Wednesday, July 15, 2015

Into the new world

This is the first week that it has really, properly sunk in that I am not working at my job anymore.

Most of the past three weeks have been enormously busy, so it already feels, in a lot of ways, like a lot of water has passed under the bridge since I bid my colleagues farewell on 25 June. However, because it was school holidays until Sunday and the kids have been with me, it felt like a holiday from work, rather than "my new life not employed in the office". I made no attempt to line up any freelancing in the school hols, and nor did any come my way, but this was right and appropriate and what I wanted and had planned for.

Two days ago, though, the kids went back to school. I did the morning routine and got them all delivered on time, then I came home, made a cup of tea, sat down and thought: Crap. What next?

Of course, I found things to do with my time - house-cleaning, novel-writing (I added 1500 words, which was very satisfactory), phone calls scheduling appointments and booking birthday parties, catching up on personal email. It wasn't that the 6.5 hours they were in school dragged; it was more than I felt like I should have been doing something else. (Something productive... whispered my Puritan work guilt brain).

Yesterday I was out for the entire school day, with medical appointments and tests, lunch with a friend, and a few errands. Surprisingly - or maybe not? - my general energy and mood was much better yesterday than on either Monday or today.

The big picture is I am not well again, with chest pain and extreme fatigue this time. Obviously a decrease in energy and get-up-and-go is to be expected, but it's curious to note how much worse I feel on the days when I am at home rather than out doing stuff. Partly, I'm sure, this is because I harness resources and overspend my daily spoons on "out" days, and then have to pay the piper on home days. I wonder if it's also, in part, that having structure, getting out of the house, and interacting with other humans helps me in many ways. Work, despite the ways in which it wasn't great for me, was terrific for providing daily routine and plentiful daily interactions. These aspects of it, I knew I would miss, and already this is proving true.

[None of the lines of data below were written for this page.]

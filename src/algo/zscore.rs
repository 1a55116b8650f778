//! Z-Score strategy.
//!
//! Mean and population standard deviation are taken over the prior window only,
//! so an outlier cannot dilute its own score. A flat window (every value
//! identical) flags any value that differs from that level and passes an
//! identical one. Flatness is read from the values themselves, since the
//! computed std of a flat window need not be exactly zero.

use crate::algo::{DetectionStrategy, Window};
use crate::config::Settings;
use crate::engine::{AnomalyResult, Severity};
use crate::sensor::Reading;
use crate::stats::compute_stats;

#[derive(Debug, Clone, Copy, Default)]
pub struct ZScoreStrategy;

/// The common value of a window whose readings are all identical.
fn flat_level(values: &[f64]) -> Option<f64> {
    let first = *values.first()?;
    values.iter().all(|&v| v == first).then_some(first)
}

impl DetectionStrategy for ZScoreStrategy {
    fn name(&self) -> &'static str {
        "zscore"
    }

    fn evaluate(&self, window: &Window, reading: &Reading, settings: &Settings) -> AnomalyResult {
        if window.len() < settings.min_history {
            return AnomalyResult::normal(
                reading,
                self.name(),
                0.0,
                format!("warming up ({}/{} readings)", window.len(), settings.min_history),
            );
        }

        let values = window.values();
        let stats = match compute_stats(&values) {
            Ok(stats) => stats,
            Err(e) => {
                let detail = format!("no baseline: {}", e);
                return AnomalyResult::normal(reading, self.name(), 0.0, detail);
            }
        };

        let level = flat_level(&values).or((stats.std_dev == 0.0).then_some(stats.mean));
        if let Some(level) = level {
            return if reading.value == level {
                let detail = format!("flat window at {:.3}", level);
                AnomalyResult::normal(reading, self.name(), 0.0, detail)
            } else {
                AnomalyResult::anomalous(
                    reading,
                    self.name(),
                    f64::MAX,
                    Severity::High,
                    format!(
                        "value {:.3} departs from flat window at {:.3}",
                        reading.value, level
                    ),
                )
            };
        }

        let cutoff = settings.zscore_cutoff;
        let z = (reading.value - stats.mean).abs() / stats.std_dev;
        if z > cutoff {
            AnomalyResult::anomalous(
                reading,
                self.name(),
                z,
                Severity::from_excess(z / cutoff),
                format!(
                    "z={:.2} exceeds cutoff {:.2} (mean={:.3}, std={:.3})",
                    z, cutoff, stats.mean, stats.std_dev
                ),
            )
        } else {
            AnomalyResult::normal(reading, self.name(), z, format!("z={:.2}", z))
        }
    }
}
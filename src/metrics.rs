//! Process-wide prometheus metrics.

use once_cell::sync::Lazy;
use prometheus::{Counter, CounterVec, Encoder, Histogram, HistogramOpts, Opts, TextEncoder};

pub static READINGS_TOTAL: Lazy<Counter> = Lazy::new(|| {
    let c = Counter::new("sentinel_readings_total", "Total readings collected").unwrap();
    prometheus::register(Box::new(c.clone())).unwrap();
    c
});

pub static COLLECTION_FAILURES: Lazy<CounterVec> = Lazy::new(|| {
    let c = CounterVec::new(
        Opts::new("sentinel_collection_failures_total", "Failed polls by kind"),
        &["kind"],
    )
    .unwrap();
    prometheus::register(Box::new(c.clone())).unwrap();
    c
});

pub static ANOMALY_TOTAL: Lazy<Counter> = Lazy::new(|| {
    let c = Counter::new("sentinel_anomalies_total", "Total anomalies detected").unwrap();
    prometheus::register(Box::new(c.clone())).unwrap();
    c
});

pub static ALERTS_PERSISTED: Lazy<Counter> = Lazy::new(|| {
    let c = Counter::new("sentinel_alerts_persisted_total", "Encrypted alerts written").unwrap();
    prometheus::register(Box::new(c.clone())).unwrap();
    c
});

pub static STATS_DURATION: Lazy<Histogram> = Lazy::new(|| {
    let h = Histogram::with_opts(HistogramOpts::new(
        "sentinel_stats_duration_seconds",
        "Histogram of batch statistics latency",
    ))
    .unwrap();
    prometheus::register(Box::new(h.clone())).unwrap();
    h
});

/// Force registration so the first scrape sees every series.
pub fn init() {
    let _ = &*READINGS_TOTAL;
    let _ = &*COLLECTION_FAILURES;
    let _ = &*ANOMALY_TOTAL;
    let _ = &*ALERTS_PERSISTED;
    let _ = &*STATS_DURATION;
}

/// Text exposition of every registered metric.
pub fn render() -> String {
    let encoder = TextEncoder::new();
    let mut buffer = Vec::new();
    if encoder.encode(&prometheus::gather(), &mut buffer).is_err() {
        return String::new();
    }
    String::from_utf8(buffer).unwrap_or_default()
}

#[cfg(test)]
mod tests {
    use super::*;

    #[test]
    fn test_render_contains_registered_series() {
        init();
        ANOMALY_TOTAL.inc();
        let text = render();
        assert!(text.contains("sentinel_anomalies_total"));
        assert!(text.contains("sentinel_stats_duration_seconds"));
    }
}
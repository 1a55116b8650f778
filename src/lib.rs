//! Concurrent sensor collection and anomaly detection.
//!
//! Sensors are built from an explicit catalog, tracked by a non-owning cache and
//! polled concurrently each tick. Readings feed batch statistics and a
//! per-sensor sliding-window detector; anomalous results become alerts that are
//! hashed and encrypted before they are written.

pub mod alert;
pub mod algo;
pub mod cache;
pub mod collector;
pub mod config;
pub mod engine;
pub mod error;
pub mod metrics;
pub mod pipeline;
pub mod security;
pub mod sensor;
pub mod stats;

pub use alert::{Alert, AlertVault};
pub use cache::SensorCache;
pub use collector::{Batch, Collector};
pub use config::{Configuration, Settings, SettingsUpdate, get_config};
pub use engine::{AnomalyResult, DetectionEngine, Severity, Verdict};
pub use error::{
    CatalogError, CollectionError, ConfigError, SecurityError, SensorError, SentinelError,
    StatsError,
};
pub use pipeline::{Pipeline, TickReport};
pub use sensor::{Reading, Sensor, SensorCatalog, SensorConfig, SensorFactory, SensorId};
pub use stats::{BatchStats, compute_stats, compute_stats_scalar};
pub mod threshold;
pub mod window;
pub mod zscore;

use std::fmt;
use std::str::FromStr;

use crate::config::Settings;
use crate::engine::AnomalyResult;
use crate::error::ConfigError;
use crate::sensor::Reading;

pub use threshold::ThresholdStrategy;
pub use window::Window;
pub use zscore::ZScoreStrategy;

/// A rule that judges one incoming reading against the sensor's prior window.
///
/// `window` never contains `reading`; the engine pushes only after evaluating.
pub trait DetectionStrategy: Send + Sync {
    fn name(&self) -> &'static str;
    fn evaluate(&self, window: &Window, reading: &Reading, settings: &Settings) -> AnomalyResult;
}

/// Names accepted by configuration and `set_strategy`.
#[derive(Debug, Clone, Copy, PartialEq, Eq)]
pub enum StrategyKind {
    ZScore,
    Threshold,
}

impl StrategyKind {
    pub fn name(&self) -> &'static str {
        match self {
            StrategyKind::ZScore => "zscore",
            StrategyKind::Threshold => "threshold",
        }
    }

    pub fn build(&self) -> Box<dyn DetectionStrategy> {
        match self {
            StrategyKind::ZScore => Box::new(ZScoreStrategy),
            StrategyKind::Threshold => Box::new(ThresholdStrategy),
        }
    }
}

impl FromStr for StrategyKind {
    type Err = ConfigError;

    fn from_str(s: &str) -> Result<Self, Self::Err> {
        match s.trim().to_lowercase().as_str() {
            "zscore" | "z-score" => Ok(StrategyKind::ZScore),
            "threshold" => Ok(StrategyKind::Threshold),
            _ => Err(ConfigError::UnknownStrategy {
                name: s.to_string(),
            }),
        }
    }
}

impl fmt::Display for StrategyKind {
    fn fmt(&self, f: &mut fmt::Formatter<'_>) -> fmt::Result {
        f.write_str(self.name())
    }
}

#[cfg(test)]
mod tests {
    use super::*;

    #[test]
    fn test_strategy_names() {
        assert_eq!("zscore".parse::<StrategyKind>(), Ok(StrategyKind::ZScore));
        assert_eq!(" Threshold ".parse::<StrategyKind>(), Ok(StrategyKind::Threshold));
        assert_eq!(
            "median".parse::<StrategyKind>(),
            Err(ConfigError::UnknownStrategy { name: "median".into() })
        );
        assert_eq!(StrategyKind::Threshold.build().name(), "threshold");
    }
}
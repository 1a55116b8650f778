//! Concurrent per-sensor collection.
//!
//! One task per sensor, each behind its own timeout. The batch is complete once
//! every task has produced a reading or a typed error, so its wall time is
//! bounded by the slowest successful poll or the timeout, never by the sum.

use std::any::Any;
use std::collections::BTreeMap;
use std::sync::Arc;
use std::time::Duration;

use tracing::{debug, warn};

use crate::config::Settings;
use crate::error::CollectionError;
use crate::metrics;
use crate::sensor::{Reading, Sensor, SensorId};

pub type PollOutcome = Result<Reading, CollectionError>;

/// Result of one tick, keyed by sensor identifier.
#[derive(Debug, Clone, Default)]
pub struct Batch {
    pub tick: u64,
    entries: BTreeMap<SensorId, PollOutcome>,
}

impl Batch {
    pub fn len(&self) -> usize {
        self.entries.len()
    }

    pub fn is_empty(&self) -> bool {
        self.entries.is_empty()
    }

    pub fn get(&self, id: &SensorId) -> Option<&PollOutcome> {
        self.entries.get(id)
    }

    pub fn entries(&self) -> impl Iterator<Item = (&SensorId, &PollOutcome)> {
        self.entries.iter()
    }

    pub fn readings(&self) -> impl Iterator<Item = &Reading> {
        self.entries.values().filter_map(|o| o.as_ref().ok())
    }

    pub fn failures(&self) -> impl Iterator<Item = (&SensorId, &CollectionError)> {
        self.entries
            .iter()
            .filter_map(|(id, o)| o.as_ref().err().map(|e| (id, e)))
    }

    pub fn values(&self) -> Vec<f64> {
        self.readings().map(|r| r.value).collect()
    }

    pub fn timeout_count(&self) -> usize {
        self.failures()
            .filter(|(_, e)| matches!(e, CollectionError::Timeout { .. }))
            .count()
    }
}

pub struct Collector {
    poll_timeout: Duration,
    ticks: u64,
}

impl Collector {
    pub fn new(poll_timeout: Duration) -> Self {
        Self {
            poll_timeout,
            ticks: 0,
        }
    }

    pub fn from_settings(settings: &Settings) -> Self {
        Self::new(settings.poll_timeout())
    }

    pub fn poll_timeout(&self) -> Duration {
        self.poll_timeout
    }

    pub fn set_poll_timeout(&mut self, poll_timeout: Duration) {
        self.poll_timeout = poll_timeout;
    }

    /// Poll every sensor once, concurrently.
    pub async fn poll_once(&mut self, sensors: &[Arc<dyn Sensor>]) -> Batch {
        self.ticks += 1;
        let limit = self.poll_timeout;

        let handles: Vec<_> = sensors
            .iter()
            .map(|sensor| {
                let sensor = Arc::clone(sensor);
                let id = sensor.id().clone();
                let handle = tokio::spawn(async move {
                    match tokio::time::timeout(limit, sensor.next_reading()).await {
                        Ok(Ok(reading)) => Ok(reading),
                        Ok(Err(e)) => Err(CollectionError::Sensor(e)),
                        Err(_) => Err(CollectionError::Timeout { after: limit }),
                    }
                });
                (id, handle)
            })
            .collect();

        let mut entries = BTreeMap::new();
        for (id, handle) in handles {
            let outcome = match handle.await {
                Ok(outcome) => outcome,
                Err(e) if e.is_panic() => Err(CollectionError::Panicked {
                    message: panic_message(e.into_panic()),
                }),
                Err(e) => Err(CollectionError::Panicked {
                    message: e.to_string(),
                }),
            };

            match &outcome {
                Ok(reading) => {
                    metrics::READINGS_TOTAL.inc();
                    debug!(
                        tick = self.ticks,
                        sensor = %id,
                        value = reading.value,
                        "Reading collected."
                    );
                }
                Err(e) => {
                    metrics::COLLECTION_FAILURES
                        .with_label_values(&[e.kind()])
                        .inc();
                    warn!(tick = self.ticks, sensor = %id, error = %e, "Poll failed.");
                }
            }
            entries.insert(id, outcome);
        }

        Batch {
            tick: self.ticks,
            entries,
        }
    }
}

fn panic_message(payload: Box<dyn Any + Send>) -> String {
    if let Some(s) = payload.downcast_ref::<&str>() {
        s.to_string()
    } else if let Some(s) = payload.downcast_ref::<String>() {
        s.clone()
    } else {
        "unknown panic".to_string()
    }
}

#[cfg(test)]
mod tests {
    use super::*;
    use crate::error::SensorError;
    use crate::sensor::Unit;
    use async_trait::async_trait;

    enum Behaviour {
        Ok(f64),
        Fail,
        Hang,
        Panic,
    }

    struct ScriptedSensor {
        id: SensorId,
        behaviour: Behaviour,
    }

    fn scripted(id: &str, behaviour: Behaviour) -> Arc<dyn Sensor> {
        Arc::new(ScriptedSensor {
            id: id.into(),
            behaviour,
        })
    }

    #[async_trait]
    impl Sensor for ScriptedSensor {
        fn id(&self) -> &SensorId {
            &self.id
        }

        fn type_name(&self) -> &'static str {
            "scripted"
        }

        fn unit(&self) -> Unit {
            Unit::Celsius
        }

        fn calibrate(&self) {}

        fn is_calibrated(&self) -> bool {
            true
        }

        async fn next_reading(&self) -> Result<Reading, SensorError> {
            match self.behaviour {
                Behaviour::Ok(value) => {
                    tokio::time::sleep(Duration::from_millis(30)).await;
                    Ok(Reading {
                        sensor_id: self.id.clone(),
                        timestamp: 1,
                        value,
                        unit: Unit::Celsius,
                    })
                }
                Behaviour::Fail => Err(SensorError::Fault {
                    sensor: self.id.clone(),
                    message: "bus error".into(),
                }),
                Behaviour::Hang => {
                    tokio::time::sleep(Duration::from_secs(3600)).await;
                    unreachable!("poll should have been cancelled")
                }
                Behaviour::Panic => panic!("sensor exploded"),
            }
        }
    }

    #[tokio::test(start_paused = true)]
    async fn test_partial_failures_are_isolated() {
        let sensors = vec![
            scripted("a", Behaviour::Ok(1.0)),
            scripted("b", Behaviour::Ok(2.0)),
            scripted("c", Behaviour::Fail),
            scripted("d", Behaviour::Hang),
            scripted("e", Behaviour::Ok(3.0)),
        ];
        let mut collector = Collector::new(Duration::from_millis(100));

        let start = tokio::time::Instant::now();
        let batch = collector.poll_once(&sensors).await;

        assert_eq!(batch.len(), 5);
        assert_eq!(batch.readings().count(), 3);
        assert_eq!(batch.timeout_count(), 1);
        assert!(matches!(
            batch.get(&"c".into()),
            Some(Err(CollectionError::Sensor(SensorError::Fault { .. })))
        ));
        assert!(matches!(
            batch.get(&"d".into()),
            Some(Err(CollectionError::Timeout { .. }))
        ));
        assert_eq!(batch.values(), vec![1.0, 2.0, 3.0]);
        // Bounded by the timeout, not the hanging sensor.
        assert!(start.elapsed() < Duration::from_secs(1));
    }

    #[tokio::test(start_paused = true)]
    async fn test_polls_run_concurrently() {
        let sensors: Vec<_> = (0..20)
            .map(|i| scripted(&format!("s{:02}", i), Behaviour::Ok(i as f64)))
            .collect();
        let mut collector = Collector::new(Duration::from_millis(500));

        let start = tokio::time::Instant::now();
        let batch = collector.poll_once(&sensors).await;

        assert_eq!(batch.readings().count(), 20);
        // 20 polls of 30ms each would take 600ms sequentially.
        assert!(start.elapsed() < Duration::from_millis(100));
    }

    #[tokio::test]
    async fn test_panicking_poll_becomes_entry() {
        let sensors = vec![
            scripted("ok", Behaviour::Ok(5.0)),
            scripted("boom", Behaviour::Panic),
        ];
        let mut collector = Collector::new(Duration::from_millis(500));
        let batch = collector.poll_once(&sensors).await;

        assert_eq!(batch.len(), 2);
        match batch.get(&"boom".into()) {
            Some(Err(CollectionError::Panicked { message })) => {
                assert!(message.contains("sensor exploded"))
            }
            other => panic!("unexpected outcome: {:?}", other),
        }
        assert_eq!(batch.tick, 1);
    }
}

The problem is that I don't feel remotely well enough to start actively chasing work right now; the chest pain, which is likely muscular (but heart tests are being done just in case), is fairly constant and it wears me out, and I'm sleeping very poorly - chicken, egg, who knows? - which is no doubt a key factor in my fatigue. It's that old catch-22: having a project to work on would definitely help me, but putting the effort in to find or bid for a project is too much to contemplate. Really, what I'd *like* is for someone to ring or email me with a nice little 3-5 day job to be done over the next fortnight at home ... but if wishes were horses, then beggars would ride!

I am struggling a bit with incipient feelings of low self-worth because I am not currently contributing financially, even though I know this is premature given that I only stopped being paid, um, one week ago (when my outstanding leave entitlements were paid).  I still think I will find some work, and that I need to be both patient and persistent. Indeed, I spoke on the phone today to an ex-colleague, who left the organisation I have just left in October of last year. She hasn't worked since, but has just been contacted by an old employer to ask her to do some consultancy for them. This conversation gave me hope on a couple of levels - firstly because she may well need a subcontractor with my expertise, and secondly as evidence for the way opportunities can arise, even after the passage of quite a bit of time, if you are open to them.

More than that, though, I need to reset my internal metric of "what I am worth" to be less reliant on my financial contribution. Even if I do not earn a red cent all year, I still have the value I have, to my family and my community. Once my health is more stable, I can and will fill the gap with volunteering and more time with friends and family. I won't see this new world in grey; I'm going to paint it buttercup yellow in time for the spring.